### [Exercise prompt]
Copy out the data line by line exactly, from its start to the line bearing "engine supplies a", inclusive.

Extracted data entries:
<<<<
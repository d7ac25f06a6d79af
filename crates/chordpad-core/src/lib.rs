//! chordpad core - music theory and step sequencing for a chord pad.
//!
//! This crate provides the building blocks for chordpad:
//!
//! - **Theory** - Pitch classes, the major scale, chord building, inversions, arpeggios
//! - **Sequencer** - Rows of slots with rests, ties and copy/paste
//! - **Transport** - Tempo-driven stepping with cancellable deferred triggers
//! - **Metronome** - Independent click track
//! - **Performance** - Live pad settings turning a degree into sound
//! - **Engine / Runtime** - Message-driven engine owned by a single runtime thread
//! - **Config** - TOML configuration
//!
//! # Architecture
//!
//! chordpad never produces audio. It computes note names and durations and
//! hands them to a [`NoteTrigger`] supplied by the host. All mutations flow
//! through the [`EngineMessage`] enum; the [`Runtime`] applies them on one
//! thread and publishes an [`EngineSnapshot`] through the [`StateManager`]
//! after every change.

pub mod config;
pub mod engine;
pub mod error;
pub mod metronome;
pub mod performance;
pub mod runtime;
pub mod sequencer;
pub mod state;
pub mod theory;
pub mod timing;
pub mod transport;
pub mod trigger;

// Re-export main types for convenience
pub use config::{Config, MetronomeSettings, SequencerSettings};
pub use engine::Engine;
pub use error::{Error, Result};
pub use metronome::Metronome;
pub use performance::{degree_for_key, PadPlay, PerformanceSettings};
pub use runtime::{Runtime, RuntimeHandle};
pub use sequencer::{FilledSlot, PlayMode, SequencerSlot, SequencerState, SlotPlayback, ROW_LEN};
pub use state::{EngineMessage, EngineSnapshot, SlotView, StateManager};
pub use theory::{
    apply_inversion, arpeggiate, build_chord, note_in_key, scale_notes, ArpeggioOrder, Chord,
    ChordModifier, MusicalKey, Note, PitchClass, ScaleDegree,
};
pub use timing::{Bpm, TransportTimer};
pub use transport::{DeferredTriggers, TransportScheduler};
pub use trigger::{LogTrigger, NoteTrigger, RecordingTrigger, TriggerRequest, TriggeredNotes};
//! The note trigger capability.
//!
//! chordpad never makes sound itself. Whatever owns the engine supplies a
//! [`NoteTrigger`], and the engine calls it with note names in playback form
//! (`"C#4"`) and a duration in seconds. Staggered arpeggio notes are delayed by
//! the engine, so an implementation only ever sees "play these now".

use std::sync::{Arc, Mutex};
use std::time::Duration;

/// Fire-and-forget sink for note events.
pub trait NoteTrigger: Send {
    fn trigger_notes(&mut self, pitches: &[String], duration_secs: f64);
}

impl<T: NoteTrigger + ?Sized> NoteTrigger for Box<T> {
    fn trigger_notes(&mut self, pitches: &[String], duration_secs: f64) {
        (**self).trigger_notes(pitches, duration_secs)
    }
}

/// A trigger call computed by the core, to be fired `offset` after the moment
/// it was produced.
#[derive(Clone, Debug, PartialEq)]
pub struct TriggerRequest {
    pub notes: Vec<String>,
    pub duration_secs: f64,
    pub offset: Duration,
}

impl TriggerRequest {
    pub fn now(notes: Vec<String>, duration_secs: f64) -> Self {
        Self {
            notes,
            duration_secs,
            offset: Duration::ZERO,
        }
    }

    /// One request holding every note, fired immediately.
    pub fn simultaneous(notes: Vec<String>, duration_secs: f64) -> Vec<Self> {
        vec![Self::now(notes, duration_secs)]
    }

    /// One request per note, the i-th fired `i * stagger` later.
    pub fn staggered(notes: Vec<String>, duration_secs: f64, stagger: Duration) -> Vec<Self> {
        notes
            .into_iter()
            .enumerate()
            .map(|(i, note)| Self {
                notes: vec![note],
                duration_secs,
                offset: stagger * i as u32,
            })
            .collect()
    }

    pub fn is_immediate(&self) -> bool {
        self.offset.is_zero()
    }
}

/// Logs every trigger at info level.
#[derive(Debug, Default)]
pub struct LogTrigger;

impl NoteTrigger for LogTrigger {
    fn trigger_notes(&mut self, pitches: &[String], duration_secs: f64) {
        log::info!("Trigger {} for {:.3}s", pitches.join(" "), duration_secs);
    }
}

/// One recorded trigger call.
#[derive(Clone, Debug, PartialEq)]
pub struct TriggeredNotes {
    pub pitches: Vec<String>,
    pub duration_secs: f64,
}

/// Collects trigger calls into a shared list.
///
/// Clones share the same list, so one clone can be handed to the runtime
/// thread while another is inspected.
#[derive(Clone, Debug, Default)]
pub struct RecordingTrigger {
    calls: Arc<Mutex<Vec<TriggeredNotes>>>,
}

impl RecordingTrigger {
    pub fn new() -> Self {
        Self::default()
    }

    /// Copy of every call recorded so far.
    pub fn calls(&self) -> Vec<TriggeredNotes> {
        self.calls.lock().expect("Trigger lock poisoned").clone()
    }

    pub fn len(&self) -> usize {
        self.calls.lock().expect("Trigger lock poisoned").len()
    }

    pub fn is_empty(&self) -> bool {
        self.len() == 0
    }

    pub fn clear(&self) {
        self.calls.lock().expect("Trigger lock poisoned").clear();
    }
}

impl NoteTrigger for RecordingTrigger {
    fn trigger_notes(&mut self, pitches: &[String], duration_secs: f64) {
        self.calls
            .lock()
            .expect("Trigger lock poisoned")
            .push(TriggeredNotes {
                pitches: pitches.to_vec(),
                duration_secs,
            });
    }
}

#[cfg(test)]
mod tests {
    use super::*;

    fn names(notes: &[&str]) -> Vec<String> {
        notes.iter().map(|s| s.to_string()).collect()
    }

    #[test]
    fn test_staggered_offsets() {
        let reqs = TriggerRequest::staggered(names(&["C4", "E4", "G4"]), 0.5, Duration::from_millis(100));
        assert_eq!(reqs.len(), 3);
        assert_eq!(reqs[0].offset, Duration::ZERO);
        assert_eq!(reqs[2].offset, Duration::from_millis(200));
        assert_eq!(reqs[1].notes, ["E4"]);
        assert!(reqs[0].is_immediate());
        assert!(!reqs[1].is_immediate());
    }

    #[test]
    fn test_simultaneous() {
        let reqs = TriggerRequest::simultaneous(names(&["C4", "E4"]), 1.0);
        assert_eq!(reqs.len(), 1);
        assert_eq!(reqs[0].notes, ["C4", "E4"]);
    }

    #[test]
    fn test_recording_trigger_shares_calls() {
        let recorder = RecordingTrigger::new();
        let mut boxed: Box<dyn NoteTrigger> = Box::new(recorder.clone());
        boxed.trigger_notes(&names(&["A4"]), 0.25);
        assert_eq!(recorder.len(), 1);
        assert_eq!(recorder.calls()[0].pitches, ["A4"]);
        recorder.clear();
        assert!(recorder.is_empty());
    }
}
>>>>
### [Answer to this exercise]
repository d7ac25f06a6d79af
filename crates/chordpad-core/src/lib.rs
//! chordpad core - music theory and step sequencing for a chord pad.
//!
//! This crate provides the building blocks for chordpad:
//!
//! - **Theory** - Pitch classes, the major scale, chord building, inversions, arpeggios
//! - **Sequencer** - Rows of slots with rests, ties and copy/paste
//! - **Transport** - Tempo-driven stepping with cancellable deferred triggers
//! - **Metronome** - Independent click track
//! - **Performance** - Live pad settings turning a degree into sound
//! - **Engine / Runtime** - Message-driven engine owned by a single runtime thread
//! - **Config** - TOML configuration
//!
//! # Architecture
//!
//! chordpad never produces audio. It computes note names and durations and
//! hands them to a [`NoteTrigger`] supplied by the host. All mutations flow
//! through the [`EngineMessage`] enum; the [`Runtime`] applies them on one
//! thread and publishes an [`EngineSnapshot`] through the [`StateManager`]
//! after every change.

pub mod config;
pub mod engine;
pub mod error;
pub mod metronome;
pub mod performance;
pub mod runtime;
pub mod sequencer;
pub mod state;
pub mod theory;
pub mod timing;
pub mod transport;
pub mod trigger;

// Re-export main types for convenience
pub use config::{Config, MetronomeSettings, SequencerSettings};
pub use engine::Engine;
pub use error::{Error, Result};
pub use metronome::Metronome;
pub use performance::{degree_for_key, PadPlay, PerformanceSettings};
pub use runtime::{Runtime, RuntimeHandle};
pub use sequencer::{FilledSlot, PlayMode, SequencerSlot, SequencerState, SlotPlayback, ROW_LEN};
pub use state::{EngineMessage, EngineSnapshot, SlotView, StateManager};
pub use theory::{
    apply_inversion, arpeggiate, build_chord, note_in_key, scale_notes, ArpeggioOrder, Chord,
    ChordModifier, MusicalKey, Note, PitchClass, ScaleDegree,
};
pub use timing::{Bpm, TransportTimer};
pub use transport::{DeferredTriggers, TransportScheduler};
pub use trigger::{LogTrigger, NoteTrigger, RecordingTrigger, TriggerRequest, TriggeredNotes};
//! The note trigger capability.
//!
//! chordpad never makes sound itself. Whatever owns the engine supplies a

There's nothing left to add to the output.